Print the listing exactly, but only as far as the line containing "use crate::store::CHANGE_CHANNEL_CAPACITY;". The first line and that line are both included.
== The input ==
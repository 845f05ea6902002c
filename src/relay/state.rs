use std::sync::atomic::AtomicU32;
use std::sync::Arc;

use tokio::sync::{broadcast, RwLock};

use crate::models::Session;
use crate::store::CHANGE_CHANNEL_CAPACITY;

/// Shared state of the relay: the one session record plus the fan-out
/// channel feeding every websocket subscriber.
pub struct AppState {
    pub record: RwLock<Option<Session>>,
    pub changes: broadcast::Sender<Option<Session>>,
    /// Currently attached change-feed subscribers, for diagnostics.
    pub n_subscribers: AtomicU32,
}

impl AppState {
    pub fn new() -> Arc<Self> {
        let (changes, _rx) = broadcast::channel(CHANGE_CHANNEL_CAPACITY);
        Arc::new(AppState {
            record: RwLock::new(None),
            changes,
            n_subscribers: AtomicU32::new(0),
        })
    }

    /// Replace the record and notify subscribers. Last write wins, matching
    /// the store contract the protocol is written against.
    pub async fn replace(&self, record: Option<Session>) {
        {
            let mut current = self.record.write().await;
            *current = record.clone();
        }
        let _ = self.changes.send(record);
    }
}
use chrono::{DateTime, Utc};
use serde::{Deserialize, Serialize};
use utoipa::ToSchema;
use uuid::Uuid;

use crate::models::Participant;

/// Text span the teacher has selected for emphasis.
#[derive(Serialize, Deserialize, Debug, Clone, PartialEq, Eq, ToSchema)]
#[serde(rename_all = "camelCase")]
pub struct TextSelection {
    pub text: String,
}

/// Playback state of an embedded animation the teacher is driving.
#[derive(Serialize, Deserialize, Debug, Clone, PartialEq, Eq, ToSchema)]
#[serde(rename_all = "camelCase")]
pub struct AnimationState {
    pub animation_id: String,
    pub current_step: i32,
    pub is_playing: bool,
}

/// One active teaching broadcast.
///
/// The record is owned by the teacher's publisher while `is_active` is true;
/// students only read it and read-modify-write their own entry inside
/// `connected_students`. Every mutation replaces the whole record (the store
/// offers no partial patches), so concurrent writers can lose updates;
/// presence self-heals on the next heartbeat tick.
///
/// Fields written by newer clients may be absent in records from older ones;
/// every optional field defaults on deserialization instead of failing.
#[derive(Serialize, Deserialize, Debug, Clone, PartialEq, ToSchema)]
#[serde(rename_all = "camelCase")]
pub struct Session {
    pub id: String,
    pub is_active: bool,
    pub teacher_name: String,
    pub class_name: String,
    #[serde(default)]
    pub document_path: String,
    #[serde(default)]
    pub document_title: String,
    /// Scroll progress as a percentage in [0,100], device independent.
    #[serde(default)]
    pub scroll_position: f64,
    #[serde(default)]
    pub student_can_control: bool,
    #[serde(default)]
    pub text_selection: Option<TextSelection>,
    #[serde(default)]
    pub animation_state: Option<AnimationState>,
    /// Refreshed by the teacher only.
    pub last_heartbeat: DateTime<Utc>,
    #[serde(default)]
    pub connected_students: Vec<Participant>,
}

/// Descriptive fields fixed at session start.
#[derive(Debug, Clone)]
pub struct SessionMeta {
    pub teacher_name: String,
    pub class_name: String,
    pub document_path: String,
    pub document_title: String,
}

impl Session {
    /// Create a fresh active session record for the given teacher metadata.
    pub fn start(meta: SessionMeta) -> Self {
        Session {
            id: Uuid::new_v4().to_string(),
            is_active: true,
            teacher_name: meta.teacher_name,
            class_name: meta.class_name,
            document_path: meta.document_path,
            document_title: meta.document_title,
            scroll_position: 0.0,
            student_can_control: true,
            text_selection: None,
            animation_state: None,
            last_heartbeat: Utc::now(),
            connected_students: Vec::new(),
        }
    }

    /// Find this device's participant entry, if registered.
    pub fn participant(&self, participant_id: &str) -> Option<&Participant> {
        self.connected_students
            .iter()
            .find(|p| p.id == participant_id)
    }

    pub fn participant_mut(&mut self, participant_id: &str) -> Option<&mut Participant> {
        self.connected_students
            .iter_mut()
            .find(|p| p.id == participant_id)
    }
}

#[cfg(test)]
mod tests {
    use super::*;

    #[test]
    fn missing_optional_fields_deserialize_as_defaults() {
        // A record written by an older client that predates highlights,
        // animations and the control flag.
        let raw = r#"{
            "id": "abc",
            "isActive": true,
            "teacherName": "Ms. Vos",
            "className": "4B",
            "lastHeartbeat": "2026-01-05T10:00:00Z"
        }"#;
        let session: Session = serde_json::from_str(raw).unwrap();
        assert!(session.is_active);
        assert_eq!(session.scroll_position, 0.0);
        assert!(session.text_selection.is_none());
        assert!(session.animation_state.is_none());
        assert!(session.connected_students.is_empty());
    }

    #[test]
    fn round_trips_camel_case_field_names() {
        let session = Session::start(SessionMeta {
            teacher_name: "Ms. Vos".into(),
            class_name: "4B".into(),
            document_path: "/docs/photosynthesis".into(),
            document_title: "Photosynthesis".into(),
        });
        let json = serde_json::to_value(&session).unwrap();
        assert!(json.get("isActive").is_some());
        assert!(json.get("scrollPosition").is_some());
        assert!(json.get("connectedStudents").is_some());
    }
}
===
Task response:
repository 845f05ea6902002c
filename src/relay/state.rs
use std::sync::atomic::AtomicU32;
use std::sync::Arc;

use tokio::sync::{broadcast, RwLock};

use crate::models::Session;
use crate::store::CHANGE_CHANNEL_CAPACITY;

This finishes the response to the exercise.